Exercise description
Lines of the listing that contain "accepts" need to be copied.

□ □ □ □ □ □ □

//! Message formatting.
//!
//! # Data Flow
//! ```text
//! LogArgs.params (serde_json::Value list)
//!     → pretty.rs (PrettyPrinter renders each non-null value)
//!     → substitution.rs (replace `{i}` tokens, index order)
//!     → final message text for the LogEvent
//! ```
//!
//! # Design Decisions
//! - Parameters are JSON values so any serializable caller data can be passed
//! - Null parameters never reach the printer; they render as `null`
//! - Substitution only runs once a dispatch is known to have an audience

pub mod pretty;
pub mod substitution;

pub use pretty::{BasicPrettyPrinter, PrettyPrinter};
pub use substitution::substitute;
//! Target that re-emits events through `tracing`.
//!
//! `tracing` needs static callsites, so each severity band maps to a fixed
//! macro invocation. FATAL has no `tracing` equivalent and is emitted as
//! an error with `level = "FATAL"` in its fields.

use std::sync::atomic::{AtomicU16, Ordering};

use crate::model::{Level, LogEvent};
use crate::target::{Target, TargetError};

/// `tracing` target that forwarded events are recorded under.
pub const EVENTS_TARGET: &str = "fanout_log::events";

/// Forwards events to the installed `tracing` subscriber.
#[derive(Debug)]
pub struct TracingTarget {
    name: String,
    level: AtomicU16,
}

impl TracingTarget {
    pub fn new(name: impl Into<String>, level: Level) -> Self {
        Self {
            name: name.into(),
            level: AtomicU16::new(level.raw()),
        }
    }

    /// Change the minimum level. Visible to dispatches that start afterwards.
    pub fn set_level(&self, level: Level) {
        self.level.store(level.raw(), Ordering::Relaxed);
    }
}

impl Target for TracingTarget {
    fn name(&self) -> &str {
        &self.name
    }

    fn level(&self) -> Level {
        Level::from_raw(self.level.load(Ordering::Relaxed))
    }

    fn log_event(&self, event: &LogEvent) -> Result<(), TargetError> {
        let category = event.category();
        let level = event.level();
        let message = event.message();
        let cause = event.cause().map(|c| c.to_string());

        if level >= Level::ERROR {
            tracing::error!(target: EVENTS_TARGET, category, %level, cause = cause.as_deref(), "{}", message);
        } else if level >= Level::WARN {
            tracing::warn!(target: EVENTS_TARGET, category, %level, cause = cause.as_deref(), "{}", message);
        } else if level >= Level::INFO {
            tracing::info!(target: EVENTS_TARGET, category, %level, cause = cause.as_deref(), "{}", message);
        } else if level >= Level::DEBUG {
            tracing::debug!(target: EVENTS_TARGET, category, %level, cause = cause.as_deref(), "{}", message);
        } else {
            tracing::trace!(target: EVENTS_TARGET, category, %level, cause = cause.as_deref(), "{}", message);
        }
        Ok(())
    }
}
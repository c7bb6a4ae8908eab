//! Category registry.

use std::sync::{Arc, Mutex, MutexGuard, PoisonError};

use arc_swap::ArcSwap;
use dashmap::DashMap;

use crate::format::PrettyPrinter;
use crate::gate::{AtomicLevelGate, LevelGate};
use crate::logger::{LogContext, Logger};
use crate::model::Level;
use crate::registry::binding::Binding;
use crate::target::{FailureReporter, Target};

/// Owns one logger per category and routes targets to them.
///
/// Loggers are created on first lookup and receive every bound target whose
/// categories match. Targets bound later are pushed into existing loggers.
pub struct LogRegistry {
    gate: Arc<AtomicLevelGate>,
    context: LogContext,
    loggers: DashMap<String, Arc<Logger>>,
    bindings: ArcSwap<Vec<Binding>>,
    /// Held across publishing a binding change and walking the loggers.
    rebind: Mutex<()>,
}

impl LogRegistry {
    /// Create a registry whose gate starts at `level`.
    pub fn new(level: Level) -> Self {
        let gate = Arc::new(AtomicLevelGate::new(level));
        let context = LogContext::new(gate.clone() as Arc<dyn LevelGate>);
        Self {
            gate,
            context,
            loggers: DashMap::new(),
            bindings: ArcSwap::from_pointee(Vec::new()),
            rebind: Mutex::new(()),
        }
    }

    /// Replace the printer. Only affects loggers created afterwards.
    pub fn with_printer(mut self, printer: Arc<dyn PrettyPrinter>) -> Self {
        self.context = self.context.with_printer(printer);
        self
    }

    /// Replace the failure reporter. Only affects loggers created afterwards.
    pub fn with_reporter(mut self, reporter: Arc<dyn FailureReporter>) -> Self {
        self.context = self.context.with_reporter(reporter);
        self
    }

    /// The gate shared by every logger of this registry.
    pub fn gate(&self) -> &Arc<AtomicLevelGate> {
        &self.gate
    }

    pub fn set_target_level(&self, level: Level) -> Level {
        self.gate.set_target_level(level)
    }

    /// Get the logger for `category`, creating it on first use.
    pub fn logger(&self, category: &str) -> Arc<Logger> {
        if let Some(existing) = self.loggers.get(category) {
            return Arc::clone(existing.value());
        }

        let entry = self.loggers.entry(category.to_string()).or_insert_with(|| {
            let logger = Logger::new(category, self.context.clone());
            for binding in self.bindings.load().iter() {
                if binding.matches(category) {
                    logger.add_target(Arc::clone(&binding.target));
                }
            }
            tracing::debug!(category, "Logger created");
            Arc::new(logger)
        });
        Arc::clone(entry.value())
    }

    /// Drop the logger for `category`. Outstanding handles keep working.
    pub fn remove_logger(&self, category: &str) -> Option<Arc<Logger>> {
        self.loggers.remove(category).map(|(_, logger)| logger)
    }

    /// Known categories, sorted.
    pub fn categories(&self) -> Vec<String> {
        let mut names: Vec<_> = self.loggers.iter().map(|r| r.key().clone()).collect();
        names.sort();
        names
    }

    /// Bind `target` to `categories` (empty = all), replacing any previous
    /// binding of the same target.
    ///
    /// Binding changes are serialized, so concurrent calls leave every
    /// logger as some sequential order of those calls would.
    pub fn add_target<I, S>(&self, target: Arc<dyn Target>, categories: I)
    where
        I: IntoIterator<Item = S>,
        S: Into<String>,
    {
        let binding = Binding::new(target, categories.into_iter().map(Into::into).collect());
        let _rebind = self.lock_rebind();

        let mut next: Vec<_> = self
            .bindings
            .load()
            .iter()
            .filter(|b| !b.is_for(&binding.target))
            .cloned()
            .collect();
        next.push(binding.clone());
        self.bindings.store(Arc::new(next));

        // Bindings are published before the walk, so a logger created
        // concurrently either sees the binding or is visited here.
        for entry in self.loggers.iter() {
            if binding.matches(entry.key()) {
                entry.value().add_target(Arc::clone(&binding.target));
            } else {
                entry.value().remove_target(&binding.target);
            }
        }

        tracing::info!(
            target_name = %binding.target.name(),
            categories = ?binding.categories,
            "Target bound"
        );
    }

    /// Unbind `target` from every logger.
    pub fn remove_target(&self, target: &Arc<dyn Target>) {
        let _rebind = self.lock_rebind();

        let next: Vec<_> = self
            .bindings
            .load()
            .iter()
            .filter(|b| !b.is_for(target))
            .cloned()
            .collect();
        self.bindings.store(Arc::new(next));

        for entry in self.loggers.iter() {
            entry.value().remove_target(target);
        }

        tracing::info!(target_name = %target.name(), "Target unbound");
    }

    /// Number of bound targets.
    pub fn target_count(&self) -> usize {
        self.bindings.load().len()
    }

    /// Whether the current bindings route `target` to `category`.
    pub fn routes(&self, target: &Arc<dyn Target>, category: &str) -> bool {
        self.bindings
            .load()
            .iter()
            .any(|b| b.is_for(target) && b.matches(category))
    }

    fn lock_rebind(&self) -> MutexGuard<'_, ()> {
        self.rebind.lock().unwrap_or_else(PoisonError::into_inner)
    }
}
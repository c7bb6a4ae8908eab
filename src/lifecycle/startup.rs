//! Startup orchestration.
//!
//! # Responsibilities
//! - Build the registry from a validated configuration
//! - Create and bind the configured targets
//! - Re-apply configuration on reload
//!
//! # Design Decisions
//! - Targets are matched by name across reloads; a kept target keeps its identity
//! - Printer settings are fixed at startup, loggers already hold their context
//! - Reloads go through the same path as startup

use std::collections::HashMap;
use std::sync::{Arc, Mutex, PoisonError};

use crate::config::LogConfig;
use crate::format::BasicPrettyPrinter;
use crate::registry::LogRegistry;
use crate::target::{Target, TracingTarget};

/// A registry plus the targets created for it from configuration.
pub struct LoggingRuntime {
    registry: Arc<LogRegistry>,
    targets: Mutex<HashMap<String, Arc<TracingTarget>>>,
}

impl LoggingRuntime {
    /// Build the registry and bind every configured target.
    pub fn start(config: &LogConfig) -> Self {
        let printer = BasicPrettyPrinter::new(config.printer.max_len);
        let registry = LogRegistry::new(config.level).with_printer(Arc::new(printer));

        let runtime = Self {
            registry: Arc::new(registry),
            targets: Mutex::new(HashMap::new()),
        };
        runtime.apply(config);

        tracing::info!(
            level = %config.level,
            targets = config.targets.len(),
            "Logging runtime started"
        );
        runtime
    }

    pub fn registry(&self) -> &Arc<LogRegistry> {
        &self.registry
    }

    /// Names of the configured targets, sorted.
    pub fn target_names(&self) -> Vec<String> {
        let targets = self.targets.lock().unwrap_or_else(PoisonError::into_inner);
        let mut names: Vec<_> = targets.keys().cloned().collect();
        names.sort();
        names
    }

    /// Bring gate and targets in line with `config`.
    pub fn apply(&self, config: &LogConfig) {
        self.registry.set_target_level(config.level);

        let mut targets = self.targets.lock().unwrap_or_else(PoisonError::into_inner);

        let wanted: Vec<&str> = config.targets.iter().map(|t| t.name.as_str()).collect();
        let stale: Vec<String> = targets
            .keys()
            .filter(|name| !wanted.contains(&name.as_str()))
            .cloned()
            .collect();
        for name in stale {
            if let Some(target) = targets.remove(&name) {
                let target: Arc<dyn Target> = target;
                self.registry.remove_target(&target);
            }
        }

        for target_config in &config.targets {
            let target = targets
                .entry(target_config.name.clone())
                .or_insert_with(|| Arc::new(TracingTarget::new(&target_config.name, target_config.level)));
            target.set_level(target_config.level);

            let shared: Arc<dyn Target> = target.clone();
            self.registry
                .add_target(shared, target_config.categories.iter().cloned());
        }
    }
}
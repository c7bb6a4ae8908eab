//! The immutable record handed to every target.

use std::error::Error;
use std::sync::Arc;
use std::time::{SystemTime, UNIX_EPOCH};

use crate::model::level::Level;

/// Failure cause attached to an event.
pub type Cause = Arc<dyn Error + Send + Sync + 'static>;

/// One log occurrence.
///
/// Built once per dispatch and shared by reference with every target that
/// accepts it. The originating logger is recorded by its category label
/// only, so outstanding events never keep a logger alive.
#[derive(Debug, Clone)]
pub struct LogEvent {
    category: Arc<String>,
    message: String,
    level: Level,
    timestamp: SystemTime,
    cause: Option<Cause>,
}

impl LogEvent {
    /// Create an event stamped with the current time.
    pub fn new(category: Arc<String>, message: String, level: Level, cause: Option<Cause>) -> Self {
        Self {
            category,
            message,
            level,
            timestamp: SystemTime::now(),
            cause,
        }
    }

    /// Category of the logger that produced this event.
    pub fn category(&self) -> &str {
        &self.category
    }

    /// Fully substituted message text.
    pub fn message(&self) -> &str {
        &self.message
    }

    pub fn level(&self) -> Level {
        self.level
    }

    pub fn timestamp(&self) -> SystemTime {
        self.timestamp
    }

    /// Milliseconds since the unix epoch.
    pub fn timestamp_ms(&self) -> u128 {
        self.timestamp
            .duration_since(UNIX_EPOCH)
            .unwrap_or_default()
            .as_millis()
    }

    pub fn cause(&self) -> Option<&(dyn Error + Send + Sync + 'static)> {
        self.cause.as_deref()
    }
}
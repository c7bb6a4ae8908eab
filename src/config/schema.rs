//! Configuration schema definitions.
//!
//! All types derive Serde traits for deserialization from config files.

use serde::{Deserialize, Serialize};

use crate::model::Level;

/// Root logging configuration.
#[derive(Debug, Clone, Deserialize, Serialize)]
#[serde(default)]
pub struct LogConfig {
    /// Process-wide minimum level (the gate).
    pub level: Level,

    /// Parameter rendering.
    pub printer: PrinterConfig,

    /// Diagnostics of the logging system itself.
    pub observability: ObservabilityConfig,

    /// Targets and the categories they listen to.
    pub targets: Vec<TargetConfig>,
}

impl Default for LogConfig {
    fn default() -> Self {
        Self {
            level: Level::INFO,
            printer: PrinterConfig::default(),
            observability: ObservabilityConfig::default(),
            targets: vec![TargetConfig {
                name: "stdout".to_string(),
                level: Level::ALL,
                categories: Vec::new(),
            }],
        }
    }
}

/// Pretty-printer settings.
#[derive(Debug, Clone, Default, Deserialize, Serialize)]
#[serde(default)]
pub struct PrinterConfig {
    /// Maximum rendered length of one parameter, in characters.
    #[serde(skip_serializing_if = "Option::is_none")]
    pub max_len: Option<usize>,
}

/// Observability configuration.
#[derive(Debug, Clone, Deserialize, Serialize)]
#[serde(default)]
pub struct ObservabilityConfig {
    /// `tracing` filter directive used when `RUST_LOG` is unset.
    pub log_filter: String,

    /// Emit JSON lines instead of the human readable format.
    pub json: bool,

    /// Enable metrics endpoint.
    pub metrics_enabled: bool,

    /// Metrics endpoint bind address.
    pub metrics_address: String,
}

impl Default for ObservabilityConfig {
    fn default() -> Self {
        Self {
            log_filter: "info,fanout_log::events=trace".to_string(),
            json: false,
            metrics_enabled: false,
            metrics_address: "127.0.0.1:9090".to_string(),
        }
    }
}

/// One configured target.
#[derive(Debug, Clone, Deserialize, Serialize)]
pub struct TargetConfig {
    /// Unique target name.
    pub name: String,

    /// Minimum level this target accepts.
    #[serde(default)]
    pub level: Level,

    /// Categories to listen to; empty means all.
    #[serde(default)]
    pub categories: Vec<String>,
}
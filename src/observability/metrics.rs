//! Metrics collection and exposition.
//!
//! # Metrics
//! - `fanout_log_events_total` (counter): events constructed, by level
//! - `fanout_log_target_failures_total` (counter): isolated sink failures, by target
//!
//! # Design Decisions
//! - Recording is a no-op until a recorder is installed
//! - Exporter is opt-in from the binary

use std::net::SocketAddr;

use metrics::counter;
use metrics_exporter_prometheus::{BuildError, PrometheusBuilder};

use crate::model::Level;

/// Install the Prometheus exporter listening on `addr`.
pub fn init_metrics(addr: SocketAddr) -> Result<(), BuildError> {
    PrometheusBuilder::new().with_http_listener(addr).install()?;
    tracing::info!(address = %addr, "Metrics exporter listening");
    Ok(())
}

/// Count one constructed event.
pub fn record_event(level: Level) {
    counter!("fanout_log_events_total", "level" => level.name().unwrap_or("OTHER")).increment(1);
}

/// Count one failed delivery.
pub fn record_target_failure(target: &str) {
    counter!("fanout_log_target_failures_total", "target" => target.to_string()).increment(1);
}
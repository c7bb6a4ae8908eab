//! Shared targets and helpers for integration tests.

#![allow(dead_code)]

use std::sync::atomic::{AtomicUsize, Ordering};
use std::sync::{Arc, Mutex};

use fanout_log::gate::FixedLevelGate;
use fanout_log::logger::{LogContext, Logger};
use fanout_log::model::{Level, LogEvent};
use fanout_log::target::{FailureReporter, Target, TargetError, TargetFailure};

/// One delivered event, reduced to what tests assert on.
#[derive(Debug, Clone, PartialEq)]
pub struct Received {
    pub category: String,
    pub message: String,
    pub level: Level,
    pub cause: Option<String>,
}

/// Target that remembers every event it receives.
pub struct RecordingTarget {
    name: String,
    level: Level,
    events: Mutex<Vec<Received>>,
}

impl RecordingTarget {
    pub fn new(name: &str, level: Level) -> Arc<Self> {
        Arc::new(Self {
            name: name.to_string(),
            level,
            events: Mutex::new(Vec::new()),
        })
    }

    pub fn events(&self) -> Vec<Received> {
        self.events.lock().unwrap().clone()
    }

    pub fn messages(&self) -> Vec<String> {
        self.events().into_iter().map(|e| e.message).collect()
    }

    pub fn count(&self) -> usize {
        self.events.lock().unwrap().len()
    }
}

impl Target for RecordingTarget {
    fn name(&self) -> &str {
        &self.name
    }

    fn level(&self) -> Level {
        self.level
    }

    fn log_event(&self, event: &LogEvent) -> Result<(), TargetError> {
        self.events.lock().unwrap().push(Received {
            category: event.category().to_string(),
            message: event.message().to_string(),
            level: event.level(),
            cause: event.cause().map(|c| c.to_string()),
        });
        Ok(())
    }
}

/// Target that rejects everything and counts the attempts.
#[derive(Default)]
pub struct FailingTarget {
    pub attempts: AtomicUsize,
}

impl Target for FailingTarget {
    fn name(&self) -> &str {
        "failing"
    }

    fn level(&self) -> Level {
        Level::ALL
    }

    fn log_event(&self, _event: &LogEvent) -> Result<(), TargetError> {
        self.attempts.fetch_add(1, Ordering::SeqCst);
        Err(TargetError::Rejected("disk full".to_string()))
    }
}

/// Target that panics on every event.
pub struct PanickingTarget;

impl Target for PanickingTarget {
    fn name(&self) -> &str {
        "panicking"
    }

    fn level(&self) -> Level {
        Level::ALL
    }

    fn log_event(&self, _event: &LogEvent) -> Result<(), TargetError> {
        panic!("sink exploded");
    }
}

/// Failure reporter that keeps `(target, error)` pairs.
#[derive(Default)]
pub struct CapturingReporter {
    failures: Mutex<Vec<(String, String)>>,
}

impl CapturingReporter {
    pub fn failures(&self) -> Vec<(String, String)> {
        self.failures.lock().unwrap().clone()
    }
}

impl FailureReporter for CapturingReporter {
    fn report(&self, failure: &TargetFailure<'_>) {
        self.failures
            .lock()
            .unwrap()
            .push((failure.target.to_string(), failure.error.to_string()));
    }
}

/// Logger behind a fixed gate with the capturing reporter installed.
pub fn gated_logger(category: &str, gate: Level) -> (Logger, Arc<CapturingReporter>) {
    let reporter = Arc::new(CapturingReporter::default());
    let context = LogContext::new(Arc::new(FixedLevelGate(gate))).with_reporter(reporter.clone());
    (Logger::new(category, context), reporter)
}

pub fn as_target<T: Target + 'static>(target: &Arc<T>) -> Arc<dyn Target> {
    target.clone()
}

□ □ □ □ □ □ □

Answer to this task
/// accepts it. The originating logger is recorded by its category label
    /// Minimum level this target accepts.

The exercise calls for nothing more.